## [Exercise]
Copy out each line of the listing below in which the string "Unauthorized" occurs.

## [Records for this exercise]
_ _ _ _

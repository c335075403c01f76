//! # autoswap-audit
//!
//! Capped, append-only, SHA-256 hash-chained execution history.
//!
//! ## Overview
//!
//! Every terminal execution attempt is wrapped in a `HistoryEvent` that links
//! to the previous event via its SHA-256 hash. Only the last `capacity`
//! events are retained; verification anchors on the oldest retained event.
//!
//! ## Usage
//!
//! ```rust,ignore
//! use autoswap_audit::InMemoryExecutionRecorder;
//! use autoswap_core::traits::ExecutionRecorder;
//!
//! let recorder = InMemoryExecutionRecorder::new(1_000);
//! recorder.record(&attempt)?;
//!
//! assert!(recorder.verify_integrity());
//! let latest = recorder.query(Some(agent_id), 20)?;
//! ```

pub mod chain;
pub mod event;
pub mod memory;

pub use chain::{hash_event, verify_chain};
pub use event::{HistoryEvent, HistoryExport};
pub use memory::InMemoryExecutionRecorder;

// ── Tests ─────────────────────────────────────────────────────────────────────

_ _ _ _

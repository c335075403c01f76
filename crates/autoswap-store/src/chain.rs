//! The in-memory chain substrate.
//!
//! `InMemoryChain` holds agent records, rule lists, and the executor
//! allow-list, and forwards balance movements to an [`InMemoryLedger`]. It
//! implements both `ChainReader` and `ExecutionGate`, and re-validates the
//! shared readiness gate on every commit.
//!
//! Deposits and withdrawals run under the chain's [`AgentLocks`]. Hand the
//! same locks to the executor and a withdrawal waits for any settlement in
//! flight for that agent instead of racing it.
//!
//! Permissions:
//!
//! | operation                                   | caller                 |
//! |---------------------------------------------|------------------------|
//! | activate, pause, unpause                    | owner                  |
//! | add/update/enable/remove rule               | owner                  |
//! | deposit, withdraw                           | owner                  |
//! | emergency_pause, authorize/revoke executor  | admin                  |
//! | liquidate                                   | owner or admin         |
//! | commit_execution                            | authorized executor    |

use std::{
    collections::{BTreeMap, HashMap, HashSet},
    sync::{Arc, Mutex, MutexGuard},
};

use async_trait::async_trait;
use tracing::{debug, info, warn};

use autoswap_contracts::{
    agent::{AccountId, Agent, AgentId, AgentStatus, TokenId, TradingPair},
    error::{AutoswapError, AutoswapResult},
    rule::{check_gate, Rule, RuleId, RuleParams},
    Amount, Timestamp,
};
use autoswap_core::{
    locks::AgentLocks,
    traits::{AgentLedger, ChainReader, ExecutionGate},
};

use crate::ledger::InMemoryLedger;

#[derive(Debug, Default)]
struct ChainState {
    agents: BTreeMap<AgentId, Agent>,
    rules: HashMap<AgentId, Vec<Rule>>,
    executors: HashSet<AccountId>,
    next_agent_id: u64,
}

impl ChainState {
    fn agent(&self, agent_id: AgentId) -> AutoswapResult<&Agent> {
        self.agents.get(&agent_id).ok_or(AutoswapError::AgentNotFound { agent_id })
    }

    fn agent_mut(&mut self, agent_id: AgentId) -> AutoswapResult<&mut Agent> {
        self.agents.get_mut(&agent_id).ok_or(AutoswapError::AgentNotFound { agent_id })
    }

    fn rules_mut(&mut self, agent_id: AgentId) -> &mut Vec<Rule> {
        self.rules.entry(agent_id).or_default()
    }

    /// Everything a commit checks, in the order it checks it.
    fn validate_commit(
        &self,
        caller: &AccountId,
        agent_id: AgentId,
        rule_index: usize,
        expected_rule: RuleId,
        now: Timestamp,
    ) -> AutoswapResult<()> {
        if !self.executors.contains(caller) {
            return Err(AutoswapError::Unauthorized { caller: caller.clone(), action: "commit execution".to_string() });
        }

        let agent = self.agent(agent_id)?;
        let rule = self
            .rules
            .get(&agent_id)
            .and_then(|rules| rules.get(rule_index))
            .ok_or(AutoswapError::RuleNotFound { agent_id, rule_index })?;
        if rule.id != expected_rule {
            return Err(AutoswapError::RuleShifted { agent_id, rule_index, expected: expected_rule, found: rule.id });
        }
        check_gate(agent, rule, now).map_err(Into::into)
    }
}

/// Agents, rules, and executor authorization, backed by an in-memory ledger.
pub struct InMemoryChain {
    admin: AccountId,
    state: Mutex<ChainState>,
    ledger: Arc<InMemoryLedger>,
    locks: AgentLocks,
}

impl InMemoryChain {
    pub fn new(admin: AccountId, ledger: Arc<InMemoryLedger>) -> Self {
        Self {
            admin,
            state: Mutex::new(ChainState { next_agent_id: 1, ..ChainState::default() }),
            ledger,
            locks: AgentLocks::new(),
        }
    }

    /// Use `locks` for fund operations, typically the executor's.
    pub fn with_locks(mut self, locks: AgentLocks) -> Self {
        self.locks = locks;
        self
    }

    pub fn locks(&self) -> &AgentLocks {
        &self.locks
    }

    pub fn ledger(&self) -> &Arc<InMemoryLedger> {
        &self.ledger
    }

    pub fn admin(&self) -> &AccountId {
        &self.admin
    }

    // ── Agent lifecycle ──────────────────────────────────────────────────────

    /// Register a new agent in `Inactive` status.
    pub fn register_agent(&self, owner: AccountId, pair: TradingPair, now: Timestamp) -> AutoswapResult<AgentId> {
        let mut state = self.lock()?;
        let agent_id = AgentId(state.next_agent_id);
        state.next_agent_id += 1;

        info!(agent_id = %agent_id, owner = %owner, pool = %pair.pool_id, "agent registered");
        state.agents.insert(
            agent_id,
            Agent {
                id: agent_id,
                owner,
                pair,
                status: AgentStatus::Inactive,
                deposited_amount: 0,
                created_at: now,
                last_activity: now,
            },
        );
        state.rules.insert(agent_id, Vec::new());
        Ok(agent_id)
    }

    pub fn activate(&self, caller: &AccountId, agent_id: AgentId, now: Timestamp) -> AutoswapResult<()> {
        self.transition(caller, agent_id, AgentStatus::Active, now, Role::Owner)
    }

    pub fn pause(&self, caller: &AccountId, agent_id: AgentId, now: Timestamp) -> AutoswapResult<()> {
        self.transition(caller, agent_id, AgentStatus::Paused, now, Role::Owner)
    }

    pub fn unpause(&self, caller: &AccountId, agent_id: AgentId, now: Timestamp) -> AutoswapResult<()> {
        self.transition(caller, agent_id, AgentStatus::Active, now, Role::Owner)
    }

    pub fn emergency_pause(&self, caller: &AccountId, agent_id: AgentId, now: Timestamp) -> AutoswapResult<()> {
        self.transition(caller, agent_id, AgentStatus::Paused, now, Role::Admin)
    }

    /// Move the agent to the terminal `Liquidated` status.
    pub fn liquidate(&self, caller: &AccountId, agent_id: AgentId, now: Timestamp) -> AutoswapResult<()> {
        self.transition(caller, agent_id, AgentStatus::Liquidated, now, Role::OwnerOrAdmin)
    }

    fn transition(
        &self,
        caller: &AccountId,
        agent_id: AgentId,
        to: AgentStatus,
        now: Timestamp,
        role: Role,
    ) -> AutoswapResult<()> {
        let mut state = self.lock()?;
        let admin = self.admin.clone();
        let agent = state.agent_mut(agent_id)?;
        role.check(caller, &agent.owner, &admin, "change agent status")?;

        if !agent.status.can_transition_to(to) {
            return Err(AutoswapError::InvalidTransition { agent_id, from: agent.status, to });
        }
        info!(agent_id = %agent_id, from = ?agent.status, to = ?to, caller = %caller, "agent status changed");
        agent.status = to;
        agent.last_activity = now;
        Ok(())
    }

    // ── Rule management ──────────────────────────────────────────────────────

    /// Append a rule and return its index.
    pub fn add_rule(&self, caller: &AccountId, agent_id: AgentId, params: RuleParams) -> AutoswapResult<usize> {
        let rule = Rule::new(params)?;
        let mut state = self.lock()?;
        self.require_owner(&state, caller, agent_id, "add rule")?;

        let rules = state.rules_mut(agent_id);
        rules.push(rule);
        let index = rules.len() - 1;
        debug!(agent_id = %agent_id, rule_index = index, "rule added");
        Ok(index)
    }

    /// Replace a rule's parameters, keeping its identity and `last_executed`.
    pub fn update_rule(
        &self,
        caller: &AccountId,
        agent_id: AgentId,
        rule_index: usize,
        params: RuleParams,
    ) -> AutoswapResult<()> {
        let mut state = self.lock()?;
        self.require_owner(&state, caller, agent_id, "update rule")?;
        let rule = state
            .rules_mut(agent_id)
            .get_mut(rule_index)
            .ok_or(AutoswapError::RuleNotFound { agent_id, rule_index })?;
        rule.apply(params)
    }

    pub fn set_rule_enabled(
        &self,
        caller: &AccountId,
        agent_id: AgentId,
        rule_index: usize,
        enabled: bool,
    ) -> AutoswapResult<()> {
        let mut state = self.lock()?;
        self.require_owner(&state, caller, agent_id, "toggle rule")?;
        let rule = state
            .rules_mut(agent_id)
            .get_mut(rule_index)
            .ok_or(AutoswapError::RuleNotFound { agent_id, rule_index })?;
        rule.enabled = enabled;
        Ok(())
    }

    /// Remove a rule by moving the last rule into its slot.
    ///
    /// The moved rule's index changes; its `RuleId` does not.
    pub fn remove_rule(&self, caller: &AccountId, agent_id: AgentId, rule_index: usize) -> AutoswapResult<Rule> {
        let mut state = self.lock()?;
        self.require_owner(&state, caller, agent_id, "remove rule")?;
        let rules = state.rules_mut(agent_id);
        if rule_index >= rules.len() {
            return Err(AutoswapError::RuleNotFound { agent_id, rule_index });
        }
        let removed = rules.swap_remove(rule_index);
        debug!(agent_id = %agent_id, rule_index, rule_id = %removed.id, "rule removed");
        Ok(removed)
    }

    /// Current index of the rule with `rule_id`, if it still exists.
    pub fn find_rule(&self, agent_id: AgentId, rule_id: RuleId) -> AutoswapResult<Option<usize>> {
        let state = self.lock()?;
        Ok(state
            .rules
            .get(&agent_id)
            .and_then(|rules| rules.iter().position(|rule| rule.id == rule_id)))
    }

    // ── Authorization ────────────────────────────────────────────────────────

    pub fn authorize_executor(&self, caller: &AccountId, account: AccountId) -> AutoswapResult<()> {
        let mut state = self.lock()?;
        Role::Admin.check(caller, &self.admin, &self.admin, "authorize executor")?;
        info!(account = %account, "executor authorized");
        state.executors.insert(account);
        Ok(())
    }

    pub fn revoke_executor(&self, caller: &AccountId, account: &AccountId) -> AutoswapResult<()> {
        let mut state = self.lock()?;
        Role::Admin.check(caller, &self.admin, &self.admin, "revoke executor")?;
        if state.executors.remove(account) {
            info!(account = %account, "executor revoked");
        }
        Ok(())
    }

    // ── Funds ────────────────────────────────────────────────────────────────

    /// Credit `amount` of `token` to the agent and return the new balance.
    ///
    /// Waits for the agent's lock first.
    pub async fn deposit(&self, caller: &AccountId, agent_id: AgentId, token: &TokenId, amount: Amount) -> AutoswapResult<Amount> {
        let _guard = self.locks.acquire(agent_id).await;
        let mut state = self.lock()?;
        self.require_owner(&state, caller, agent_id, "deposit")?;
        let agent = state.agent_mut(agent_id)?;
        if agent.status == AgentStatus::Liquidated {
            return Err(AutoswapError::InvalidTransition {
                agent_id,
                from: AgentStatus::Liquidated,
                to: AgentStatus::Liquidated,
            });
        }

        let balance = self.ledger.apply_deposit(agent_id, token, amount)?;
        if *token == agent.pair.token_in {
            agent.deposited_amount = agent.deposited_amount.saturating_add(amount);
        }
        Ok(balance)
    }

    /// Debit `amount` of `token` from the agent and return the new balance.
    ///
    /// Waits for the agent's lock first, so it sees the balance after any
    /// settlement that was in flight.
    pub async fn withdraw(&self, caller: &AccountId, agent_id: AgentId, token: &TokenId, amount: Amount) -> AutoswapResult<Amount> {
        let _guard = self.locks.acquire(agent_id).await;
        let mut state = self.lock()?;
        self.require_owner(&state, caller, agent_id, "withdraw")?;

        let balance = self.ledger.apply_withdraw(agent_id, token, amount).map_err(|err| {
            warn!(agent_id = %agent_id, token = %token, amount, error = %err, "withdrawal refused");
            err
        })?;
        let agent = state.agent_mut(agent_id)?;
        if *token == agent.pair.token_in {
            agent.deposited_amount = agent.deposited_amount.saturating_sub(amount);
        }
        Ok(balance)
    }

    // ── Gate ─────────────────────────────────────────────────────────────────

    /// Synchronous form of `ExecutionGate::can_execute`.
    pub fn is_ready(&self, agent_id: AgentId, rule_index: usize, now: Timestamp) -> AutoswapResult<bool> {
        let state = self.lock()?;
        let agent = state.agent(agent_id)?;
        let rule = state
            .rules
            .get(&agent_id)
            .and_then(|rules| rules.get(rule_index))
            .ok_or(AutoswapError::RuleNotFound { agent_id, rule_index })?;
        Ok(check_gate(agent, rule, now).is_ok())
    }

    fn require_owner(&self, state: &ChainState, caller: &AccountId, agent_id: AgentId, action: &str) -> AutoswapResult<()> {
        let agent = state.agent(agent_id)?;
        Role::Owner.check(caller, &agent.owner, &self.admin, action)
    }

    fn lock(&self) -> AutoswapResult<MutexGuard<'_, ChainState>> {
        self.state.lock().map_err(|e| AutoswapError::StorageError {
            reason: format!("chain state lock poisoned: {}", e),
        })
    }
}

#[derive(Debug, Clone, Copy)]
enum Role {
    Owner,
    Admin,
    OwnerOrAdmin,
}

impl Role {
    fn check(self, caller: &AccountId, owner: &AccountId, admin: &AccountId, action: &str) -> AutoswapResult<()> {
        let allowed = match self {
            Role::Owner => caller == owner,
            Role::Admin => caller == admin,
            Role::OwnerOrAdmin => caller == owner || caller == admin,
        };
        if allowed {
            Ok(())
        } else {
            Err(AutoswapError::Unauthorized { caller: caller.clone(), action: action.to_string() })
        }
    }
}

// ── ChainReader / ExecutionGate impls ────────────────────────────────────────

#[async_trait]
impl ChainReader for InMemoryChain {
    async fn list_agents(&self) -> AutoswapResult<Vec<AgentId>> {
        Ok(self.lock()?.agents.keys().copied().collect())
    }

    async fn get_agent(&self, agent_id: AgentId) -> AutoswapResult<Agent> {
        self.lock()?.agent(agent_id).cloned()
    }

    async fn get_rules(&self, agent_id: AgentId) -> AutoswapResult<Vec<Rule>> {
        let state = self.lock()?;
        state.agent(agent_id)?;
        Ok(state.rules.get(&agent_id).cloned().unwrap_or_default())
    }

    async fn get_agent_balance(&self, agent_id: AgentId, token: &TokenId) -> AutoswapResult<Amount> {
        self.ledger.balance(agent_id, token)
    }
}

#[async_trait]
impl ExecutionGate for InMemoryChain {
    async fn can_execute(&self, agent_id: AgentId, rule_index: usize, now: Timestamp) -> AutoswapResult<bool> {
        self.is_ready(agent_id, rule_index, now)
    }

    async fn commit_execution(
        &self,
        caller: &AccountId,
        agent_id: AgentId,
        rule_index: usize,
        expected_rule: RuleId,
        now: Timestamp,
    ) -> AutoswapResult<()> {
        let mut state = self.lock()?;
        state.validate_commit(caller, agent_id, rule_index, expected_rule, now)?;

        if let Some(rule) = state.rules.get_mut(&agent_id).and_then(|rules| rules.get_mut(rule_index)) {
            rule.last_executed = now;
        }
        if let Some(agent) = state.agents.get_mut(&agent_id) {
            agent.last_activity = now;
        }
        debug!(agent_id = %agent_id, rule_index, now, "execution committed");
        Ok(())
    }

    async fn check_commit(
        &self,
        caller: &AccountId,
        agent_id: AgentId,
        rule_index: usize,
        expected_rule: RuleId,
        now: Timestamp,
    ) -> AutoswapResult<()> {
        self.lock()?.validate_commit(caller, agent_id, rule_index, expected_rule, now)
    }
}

_ _ _ _

## [Response area]
            return Err(AutoswapError::Unauthorized { caller: caller.clone(), action: "commit execution".to_string() });
            Err(AutoswapError::Unauthorized { caller: caller.clone(), action: action.to_string() })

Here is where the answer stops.